What you need to produce from the material below is an exact transcription of the lines from the one with "pub use markdown::normalize" through the one with "the completion client", both included, and no other line.

★ ★ ★ ★ ★ ★ ★

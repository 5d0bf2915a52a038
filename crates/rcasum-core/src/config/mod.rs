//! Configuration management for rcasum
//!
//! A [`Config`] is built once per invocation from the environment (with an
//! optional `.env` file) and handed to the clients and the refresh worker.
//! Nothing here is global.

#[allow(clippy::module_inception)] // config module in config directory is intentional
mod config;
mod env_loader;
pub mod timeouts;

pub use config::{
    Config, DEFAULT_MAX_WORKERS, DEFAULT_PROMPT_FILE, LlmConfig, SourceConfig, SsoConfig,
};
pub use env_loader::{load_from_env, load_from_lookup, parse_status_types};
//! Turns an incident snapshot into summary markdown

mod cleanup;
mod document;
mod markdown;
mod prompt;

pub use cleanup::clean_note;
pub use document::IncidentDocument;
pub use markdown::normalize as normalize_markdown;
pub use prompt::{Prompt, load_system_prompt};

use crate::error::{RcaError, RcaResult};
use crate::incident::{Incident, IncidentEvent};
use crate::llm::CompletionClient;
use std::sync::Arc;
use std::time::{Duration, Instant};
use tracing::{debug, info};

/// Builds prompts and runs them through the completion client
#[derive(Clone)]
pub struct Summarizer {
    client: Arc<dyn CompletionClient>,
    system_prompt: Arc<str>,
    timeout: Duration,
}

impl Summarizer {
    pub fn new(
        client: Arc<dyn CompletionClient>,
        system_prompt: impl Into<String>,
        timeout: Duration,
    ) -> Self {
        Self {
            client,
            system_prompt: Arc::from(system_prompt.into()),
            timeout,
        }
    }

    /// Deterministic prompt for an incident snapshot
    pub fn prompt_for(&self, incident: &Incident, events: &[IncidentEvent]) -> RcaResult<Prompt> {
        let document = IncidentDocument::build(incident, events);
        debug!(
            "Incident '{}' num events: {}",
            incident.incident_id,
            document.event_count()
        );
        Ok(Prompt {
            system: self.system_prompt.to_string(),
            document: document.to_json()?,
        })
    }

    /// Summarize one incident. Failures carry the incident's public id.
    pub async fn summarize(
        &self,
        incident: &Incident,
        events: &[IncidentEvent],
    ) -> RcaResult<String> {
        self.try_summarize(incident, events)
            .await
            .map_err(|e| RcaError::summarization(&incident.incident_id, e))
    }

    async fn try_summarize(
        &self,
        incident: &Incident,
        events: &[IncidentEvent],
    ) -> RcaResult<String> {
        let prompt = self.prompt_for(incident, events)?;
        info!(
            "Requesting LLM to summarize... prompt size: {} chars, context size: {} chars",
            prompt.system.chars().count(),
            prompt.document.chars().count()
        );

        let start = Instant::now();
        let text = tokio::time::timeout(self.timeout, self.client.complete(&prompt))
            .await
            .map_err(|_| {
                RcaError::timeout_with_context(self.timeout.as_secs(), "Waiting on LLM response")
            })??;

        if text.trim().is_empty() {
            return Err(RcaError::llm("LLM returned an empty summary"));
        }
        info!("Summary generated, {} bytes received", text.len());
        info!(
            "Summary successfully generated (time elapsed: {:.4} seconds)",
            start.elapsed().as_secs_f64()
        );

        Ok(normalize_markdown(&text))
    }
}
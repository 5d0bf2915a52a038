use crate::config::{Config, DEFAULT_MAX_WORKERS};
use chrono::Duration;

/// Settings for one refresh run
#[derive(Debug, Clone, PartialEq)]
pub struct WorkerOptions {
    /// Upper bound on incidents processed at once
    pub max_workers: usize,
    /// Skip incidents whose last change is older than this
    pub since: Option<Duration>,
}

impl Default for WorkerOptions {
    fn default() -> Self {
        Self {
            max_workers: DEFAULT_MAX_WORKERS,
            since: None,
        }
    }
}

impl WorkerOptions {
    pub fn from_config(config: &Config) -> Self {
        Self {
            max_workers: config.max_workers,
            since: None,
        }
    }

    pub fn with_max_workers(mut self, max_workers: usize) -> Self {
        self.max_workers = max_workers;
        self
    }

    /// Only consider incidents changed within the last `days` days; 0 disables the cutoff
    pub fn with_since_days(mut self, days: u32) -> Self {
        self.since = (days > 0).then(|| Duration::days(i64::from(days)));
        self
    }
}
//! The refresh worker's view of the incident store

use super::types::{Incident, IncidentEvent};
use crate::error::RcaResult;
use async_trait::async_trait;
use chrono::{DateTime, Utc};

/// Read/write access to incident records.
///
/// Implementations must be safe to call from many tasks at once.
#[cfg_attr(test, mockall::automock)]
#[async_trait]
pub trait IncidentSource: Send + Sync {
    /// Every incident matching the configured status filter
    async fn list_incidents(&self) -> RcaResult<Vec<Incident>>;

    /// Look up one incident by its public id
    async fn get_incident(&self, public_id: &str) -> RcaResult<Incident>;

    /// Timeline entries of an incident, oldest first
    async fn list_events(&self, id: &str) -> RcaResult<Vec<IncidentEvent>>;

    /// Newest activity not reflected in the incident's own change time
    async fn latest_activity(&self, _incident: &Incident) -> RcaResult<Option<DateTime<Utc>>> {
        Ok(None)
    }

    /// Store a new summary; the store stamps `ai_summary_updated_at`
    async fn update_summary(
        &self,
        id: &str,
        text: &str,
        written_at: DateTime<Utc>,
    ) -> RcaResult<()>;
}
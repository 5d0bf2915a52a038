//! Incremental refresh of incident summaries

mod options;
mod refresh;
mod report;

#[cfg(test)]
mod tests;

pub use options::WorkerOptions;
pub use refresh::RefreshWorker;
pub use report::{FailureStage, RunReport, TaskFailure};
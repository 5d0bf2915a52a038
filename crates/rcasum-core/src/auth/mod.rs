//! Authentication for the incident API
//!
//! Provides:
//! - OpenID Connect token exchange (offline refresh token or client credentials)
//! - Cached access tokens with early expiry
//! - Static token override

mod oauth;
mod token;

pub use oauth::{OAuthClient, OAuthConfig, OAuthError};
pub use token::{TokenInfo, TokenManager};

★ ★ ★ ★ ★ ★ ★

#### [Exercise result]
pub use markdown::normalize as normalize_markdown;
pub use prompt::{Prompt, load_system_prompt};

use crate::error::{RcaError, RcaResult};
use crate::incident::{Incident, IncidentEvent};
use crate::llm::CompletionClient;
use std::sync::Arc;
use std::time::{Duration, Instant};
use tracing::{debug, info};

/// Builds prompts and runs them through the completion client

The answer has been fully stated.